As a Newton resident and a student researcher at MIT, I am particularly concerned about how national budget decisions affect our local communities and public health. The project that I have worked on for the past year, developing a vaccine for a deadly fungal infection, has been cancelled due to NIH and Fulbright budget cuts. The vaccine was to combat the Candida auris outbreak our country is currently facing, an urgent action given its multidrug resistant nature and 30–72% mortality rate.
In 2023, there were 4,514 confirmed cases of the infection in the U.S., and that number has doubled each year since 2016. These are all vast underestimates though, because most facilities don’t have the tools to test for the pathogen. It is likely that 4,000-17,000 Americans will die from Candida auris during 2025; we need a vaccine to prevent further deaths.
A vaccine for this infection would lead the way for other anti-fungal vaccines, none of which currently exist. Fungal infections kill over 3.8 million people globally each year. A breakthrough on this front would put the U.S. as the leading nation in this field.
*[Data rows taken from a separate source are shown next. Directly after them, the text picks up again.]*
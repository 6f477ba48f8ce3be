use axum::{
    extract::{Path, Query, State},
    http::{HeaderMap, StatusCode},
    routing::{delete, get, post},
    Json, Router,
};
use bytes::Bytes;
use tracing::instrument;

use crate::error::AppError;
use crate::session::SessionToken;
use crate::state::AppState;

use super::dto::{CommentResponse, CreateMealRequest, DeleteQuery, DeleteResponse, LikeResponse};
use super::store::MealRecord;

pub fn read_routes() -> Router<AppState> {
    Router::new().route("/meals", get(list_meals))
}

pub fn write_routes() -> Router<AppState> {
    Router::new()
        .route("/meals", post(create_meal).delete(delete_meal_by_query))
        .route("/meals/:id", delete(delete_meal))
        .route("/meals/:id/like", post(like_meal))
        .route("/meals/:id/comment", post(comment_meal))
}

#[instrument(skip(state))]
async fn list_meals(
    State(state): State<AppState>,
    SessionToken(token): SessionToken,
) -> Result<Json<Vec<MealRecord>>, AppError> {
    let meals = state.sessions.with(token, |s| s.meals.list().to_vec())?;
    Ok(Json(meals))
}

/// POST /meals. The image (if any) is persisted first; a storage failure
/// reports 500 and leaves the session's store untouched.
#[instrument(skip(state, body))]
async fn create_meal(
    State(state): State<AppState>,
    SessionToken(token): SessionToken,
    Json(mut body): Json<CreateMealRequest>,
) -> Result<(StatusCode, HeaderMap, Json<MealRecord>), AppError> {
    let image_url = match body.image.take() {
        Some(buf) => {
            let content_type = body.image_content_type.as_deref().unwrap_or("image/jpeg");
            state
                .images
                .put(Bytes::from(buf.into_vec()), content_type)
                .await?
        }
        None => state.config.placeholder_image_url.clone(),
    };

    let new = body.into_new_meal(image_url);
    let record = state.sessions.with(token, |s| s.meals.add(new).clone())?;
    tracing::debug!(id = record.id, "meal shared");

    let mut headers = HeaderMap::new();
    headers.insert(
        axum::http::header::LOCATION,
        format!("/api/v1/meals/{}", record.id).parse().unwrap(),
    );

    Ok((StatusCode::CREATED, headers, Json(record)))
}

#[instrument(skip(state))]
async fn delete_meal(
    State(state): State<AppState>,
    SessionToken(token): SessionToken,
    Path(id): Path<u64>,
) -> Result<Json<DeleteResponse>, AppError> {
    let deleted = state.sessions.with(token, |s| s.meals.delete(id))?;
    Ok(Json(DeleteResponse { deleted }))
}

/// DELETE /meals?delete=<id>, the query-parameter transport. Same semantics
/// as the path form: unknown ids are a no-op, not an error.
#[instrument(skip(state))]
async fn delete_meal_by_query(
    State(state): State<AppState>,
    SessionToken(token): SessionToken,
    Query(q): Query<DeleteQuery>,
) -> Result<Json<DeleteResponse>, AppError> {
    let deleted = state.sessions.with(token, |s| s.meals.delete(q.delete))?;
    Ok(Json(DeleteResponse { deleted }))
}

#[instrument(skip(state))]
async fn like_meal(
    State(state): State<AppState>,
    SessionToken(token): SessionToken,
    Path(id): Path<u64>,
) -> Result<Json<LikeResponse>, AppError> {
    let likes = state
        .sessions
        .with(token, |s| s.meals.like(id))?
        .ok_or_else(|| AppError::NotFound(format!("meal {id} not found")))?;
    Ok(Json(LikeResponse { id, likes }))
}

#[instrument(skip(state))]
async fn comment_meal(
    State(state): State<AppState>,
    SessionToken(token): SessionToken,
    Path(id): Path<u64>,
) -> Result<Json<CommentResponse>, AppError> {
    let comments = state
        .sessions
        .with(token, |s| s.meals.comment(id))?
        .ok_or_else(|| AppError::NotFound(format!("meal {id} not found")))?;
    Ok(Json(CommentResponse { id, comments }))
}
Even if one’s sole motivation was money, gutting the budget for NIH is still ridiculous. The NIH returns $2.56 to the American economy for every dollar spent on the program. In 2024 alone, NIH produced $94.58 billion for the U.S. economy and supported nearly half a million jobs.
Budget cuts to the NIH are a net negative in every regard. Newton is a community that values science, education, and public health. We all need to stand up and protest the current budget cuts. Please call and write Newton’s Washington delegation — Senator Warren, Senator Markey, and Representative Auchincloss — today.